__EXTRACTED MATERIAL__:
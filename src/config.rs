//! Tuning constants of the particle field.

use crate::error::{Error, Result};
use crate::particle::Rgba;

/// Viewport area (px²) per particle.
pub const DEFAULT_DENSITY: f32 = 18_000.0;
pub const DEFAULT_MIN_SIZE: f32 = 1.0;
pub const DEFAULT_MAX_SIZE: f32 = 3.0;
/// Largest per-axis displacement per tick.
pub const DEFAULT_MAX_SPEED: f32 = 0.2;
/// Indigo, used for both disks and links.
pub const DEFAULT_COLOR: Rgba = Rgba::rgb(99.0 / 255.0, 102.0 / 255.0, 241.0 / 255.0);

pub const DEFAULT_LINK_DIVISOR: f32 = 7.0;
pub const DEFAULT_LINK_FADE: f32 = 20_000.0;
pub const DEFAULT_LINK_OPACITY: f32 = 0.15;
pub const DEFAULT_LINK_WIDTH: f32 = 1.0;

/// Proximity linker settings.
#[derive(Debug, Clone, PartialEq)]
pub struct LinkParams {
    /// Pairs closer than `(w / divisor) * (h / divisor)` (squared) get linked.
    pub divisor: f32,
    /// Squared distance at which the opacity factor reaches zero.
    pub fade: f32,
    pub max_opacity: f32,
    pub width: f32,
    pub color: Rgba,
    /// Also visit `(a, a)`; draws a zero-length line per particle.
    pub self_pairs: bool,
}

impl Default for LinkParams {
    fn default() -> Self {
        Self {
            divisor: DEFAULT_LINK_DIVISOR,
            fade: DEFAULT_LINK_FADE,
            max_opacity: DEFAULT_LINK_OPACITY,
            width: DEFAULT_LINK_WIDTH,
            color: DEFAULT_COLOR,
            self_pairs: true,
        }
    }
}

#[derive(Debug, Clone, PartialEq)]
pub struct FieldConfig {
    pub density: f32,
    pub min_size: f32,
    pub max_size: f32,
    pub max_speed: f32,
    pub color: Rgba,
    pub link: LinkParams,
}

impl Default for FieldConfig {
    fn default() -> Self {
        Self {
            density: DEFAULT_DENSITY,
            min_size: DEFAULT_MIN_SIZE,
            max_size: DEFAULT_MAX_SIZE,
            max_speed: DEFAULT_MAX_SPEED,
            color: DEFAULT_COLOR,
            link: LinkParams::default(),
        }
    }
}

impl FieldConfig {
    /// Use one color for disks and links.
    pub fn with_color(mut self, color: Rgba) -> Self {
        self.color = color;
        self.link.color = color;
        self
    }

    pub fn validate(&self) -> Result<()> {
        positive("density", self.density)?;
        positive("min_size", self.min_size)?;
        positive("max_size", self.max_size)?;
        if self.min_size > self.max_size {
            return Err(Error::InvalidConfig(format!(
                "min_size ({}) must not exceed max_size ({})",
                self.min_size, self.max_size
            )));
        }
        if !self.max_speed.is_finite() || self.max_speed < 0.0 {
            return Err(Error::InvalidConfig(
                "max_speed must be finite and >= 0".into(),
            ));
        }
        positive("link divisor", self.link.divisor)?;
        positive("link fade", self.link.fade)?;
        positive("link width", self.link.width)?;
        if !self.link.max_opacity.is_finite() || !(0.0..=1.0).contains(&self.link.max_opacity) {
            return Err(Error::InvalidConfig(
                "link opacity must be within [0, 1]".into(),
            ));
        }
        Ok(())
    }
}

fn positive(name: &str, value: f32) -> Result<()> {
    if !value.is_finite() || value <= 0.0 {
        return Err(Error::InvalidConfig(format!(
            "{name} must be finite and > 0"
        )));
    }
    Ok(())
}
use std::path::PathBuf;

use clap::Parser;
use particle_network::{
    config::{FieldConfig, DEFAULT_DENSITY},
    FrameBudget, Rgba,
};

/// A drifting particle network background
#[derive(Parser)]
#[command()]
pub struct Args {
    /// Initial viewport width in pixels
    #[arg(long, default_value_t = 1280)]
    pub width: u32,

    /// Initial viewport height in pixels
    #[arg(long, default_value_t = 720)]
    pub height: u32,

    /// The framerate the simulation will run at
    ///
    /// if unset the window follows the display refresh
    /// and headless runs as fast as possible
    #[arg(short, long)]
    pub framerate: Option<u32>,

    /// Stop after this many frames
    #[arg(long)]
    pub frames: Option<u64>,

    /// Seed for particle placement, random if unset
    #[arg(long)]
    pub seed: Option<u64>,

    /// Viewport area (px²) per particle
    #[arg(long, default_value_t = DEFAULT_DENSITY)]
    pub density: f32,

    /// Particle and link color as `#rrggbb` or `#rrggbbaa`
    #[arg(long, default_value = "#6366f1")]
    pub color: Rgba,

    /// Don't draw the zero-length link from each particle to itself
    #[arg(long)]
    pub no_self_links: bool,

    /// File holding the dark/light preference
    #[arg(long, default_value = "./theme")]
    pub theme_file: PathBuf,

    /// Run without opening a window
    #[arg(long)]
    pub headless: bool,
}

impl Args {
    pub fn field_config(&self) -> particle_network::error::Result<FieldConfig> {
        let mut config = FieldConfig {
            density: self.density,
            ..FieldConfig::default()
        }
        .with_color(self.color);
        config.link.self_pairs = !self.no_self_links;
        config.validate()?;
        Ok(config)
    }

    pub fn budget(&self) -> FrameBudget {
        self.frames.map_or(FrameBudget::Unlimited, FrameBudget::Frames)
    }
}

#[cfg(test)]
mod tests {
    use super::*;

    #[test]
    fn defaults_match_field_defaults() {
        let args = Args::parse_from(["particle_network"]);
        let config = args.field_config().unwrap();
        assert_eq!(config.density, DEFAULT_DENSITY);
        assert!(config.link.self_pairs);
        assert_eq!(args.budget(), FrameBudget::Unlimited);
    }

    #[test]
    fn flags_reach_the_config() {
        let args = Args::parse_from([
            "particle_network",
            "--density",
            "9000",
            "--color",
            "#ff0000",
            "--no-self-links",
            "--frames",
            "3",
        ]);
        let config = args.field_config().unwrap();
        assert_eq!(config.density, 9000.0);
        assert_eq!(config.link.color, Rgba::rgb(1.0, 0.0, 0.0));
        assert!(!config.link.self_pairs);
        assert_eq!(args.budget(), FrameBudget::Frames(3));
    }

    #[test]
    fn bad_color_is_a_parse_error() {
        assert!(Args::try_parse_from(["particle_network", "--color", "red"]).is_err());
    }
}
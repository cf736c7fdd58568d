/// Extents of the drawing surface in pixels.
///
/// Negative extents are treated as zero.
#[derive(Debug, Clone, Copy, PartialEq, Default)]
pub struct Viewport {
    pub width: f32,
    pub height: f32,
}

impl Viewport {
    pub fn new(width: f32, height: f32) -> Self {
        Self {
            width: width.max(0.0),
            height: height.max(0.0),
        }
    }

    pub fn area(&self) -> f64 {
        self.width as f64 * self.height as f64
    }

    pub fn is_degenerate(&self) -> bool {
        self.width <= 0.0 || self.height <= 0.0
    }

    /// Squared distance below which two particles get linked: `(w / d) * (h / d)`.
    pub fn link_threshold(&self, divisor: f32) -> f32 {
        (self.width / divisor) * (self.height / divisor)
    }
}

impl From<(u32, u32)> for Viewport {
    fn from((width, height): (u32, u32)) -> Self {
        Self::new(width as f32, height as f32)
    }
}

__EXERCISE GOAL__: If a line in the listing contains "headless", it counts. Say how many lines count, with no other words.

__WRITTEN SOLUTION__: 2